In 2013, the Egyptian journalist Baher Mohamed (left in photo) and Canadian-Egyptian Mohamed Fahmy (right) were sentenced, along with their Australian colleague Peter Greste, to between seven and 10 years in jail after a court ruled that they were guilty of aiding the now blacklisted Muslim Brotherhood and "producing fabricated coverage of events in Egypt."
At the original trial, authorities were unable to present any evidence that the three had provided a platform for ousted President Mohammed Morsi's party, nor substantiate claims that the group provided misleading coverage of events.
Human rights and media freedom groups condemned the judgment, charging that no concrete evidence supporting the charges had been presented to the court.
In January, an appeals court overturned the June verdict and ordered a retrial.
Fahmy has reportedly renounced his Egyptian citizenship to qualify for deportation under a ruling made by President Abdel-Fattah el-Sissi in November.

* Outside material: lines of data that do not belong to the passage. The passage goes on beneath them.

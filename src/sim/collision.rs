//! Collision detection and effect resolution
//!
//! Overlap is a strict axis-aligned box test. Hazards hurt unless the player
//! is immune; pickups are always consumed and always apply their effect.

use super::state::{EntityKind, GameEvent, GameState, Player, Rect};
use super::time::Instant;
use crate::consts::*;

/// Strict AABB intersection; rectangles that only touch do not overlap
#[inline]
pub fn overlaps(a: &Rect, b: &Rect) -> bool {
    a.left() < b.right() && a.right() > b.left() && a.top() < b.bottom() && a.bottom() > b.top()
}

/// Clear effects whose expiry has passed
///
/// Godmode and speed boost compare against game time, hit-invincibility
/// against the wall clock.
pub fn expire_timers(player: &mut Player, now: Instant) {
    if player.godmode_until.is_some_and(|until| now.game >= until) {
        player.godmode_until = None;
        log::debug!("Godmode expired");
    }

    if player.invincible_until.is_some_and(|until| now.wall >= until) {
        player.invincible_until = None;
    }

    if player.speed_boost_until.is_some_and(|until| now.game >= until) {
        player.speed = (player.speed - SPEED_PICKUP_DELTA).max(player.min_speed);
        player.speed_boost_until = None;
        log::debug!("Speed boost expired, speed {}", player.speed);
    }
}

/// Apply a pickup's effect to the player
pub fn apply_pickup(player: &mut Player, kind: EntityKind, now: Instant) {
    match kind {
        EntityKind::InvincibilityPickup => {
            player.godmode_until = Some(now.game.plus(GODMODE_MS));
        }
        EntityKind::HealPickup => {
            if player.health < PLAYER_MAX_HEALTH {
                player.health += 1;
            }
        }
        EntityKind::SpeedUpPickup => {
            player.speed = (player.speed + SPEED_PICKUP_DELTA).min(player.max_speed);
            player.speed_boost_until = Some(now.game.plus(SPEED_BOOST_MS));
        }
        // No timer: a slowdown lasts until a speed-up or reset undoes it
        EntityKind::SpeedDownPickup => {
            player.speed = (player.speed - SPEED_PICKUP_DELTA).max(player.min_speed);
        }
        EntityKind::Hazard { .. } => {}
    }
}

/// Resolve every player/entity overlap for this tick
///
/// Overlaps are collected up front and each consumed entity is removed by id,
/// so nothing is removed twice. Stops at the first fatal hit.
pub fn resolve_collisions(state: &mut GameState, now: Instant) -> Vec<GameEvent> {
    let player_rect = state.player.rect();
    let touching: Vec<(u32, EntityKind)> = state
        .entities
        .iter()
        .filter(|e| overlaps(&player_rect, &e.rect()))
        .map(|e| (e.id, e.kind))
        .collect();

    let mut events = Vec::new();
    for (id, kind) in touching {
        if kind.is_hazard() {
            // Immune: the hazard keeps flying
            if state.player.is_immune() {
                continue;
            }
            state.remove_one(id);
            let player = &mut state.player;
            player.health = player.health.saturating_sub(1);
            player.invincible_until = Some(now.wall.plus(HIT_INVINCIBILITY_MS));
            log::debug!("Hit by hazard #{}, health {}", id, player.health);
            events.push(GameEvent::HazardHit {
                health: player.health,
            });
            if player.health == 0 {
                break;
            }
        } else {
            state.remove_one(id);
            apply_pickup(&mut state.player, kind, now);
            log::debug!("Collected {:?} #{}", kind, id);
            events.push(GameEvent::PickupCollected {
                kind,
                health: state.player.health,
            });
        }
    }
    events
}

Three Egyptian students, allegedly supporters of the Muslim Brotherhood, were also jailed for seven years in the case. The students did not know the journalists until they met in the courtroom dock.
Mohamed and the three students only have Egyptian citizenship, meaning they cannot benefit from the deportation agreement.
Last week, Fahmy wrote in The New York Times that the three journalists were "pawns in a geopolitical game" between Egypt and Al-Jazeera's owner, the Gulf emirate of Qatar, which had backed Morsi and the Muslim Brotherhood.
Peter Greste was released on February 1 and deported back to Australia after a decision by Sissi.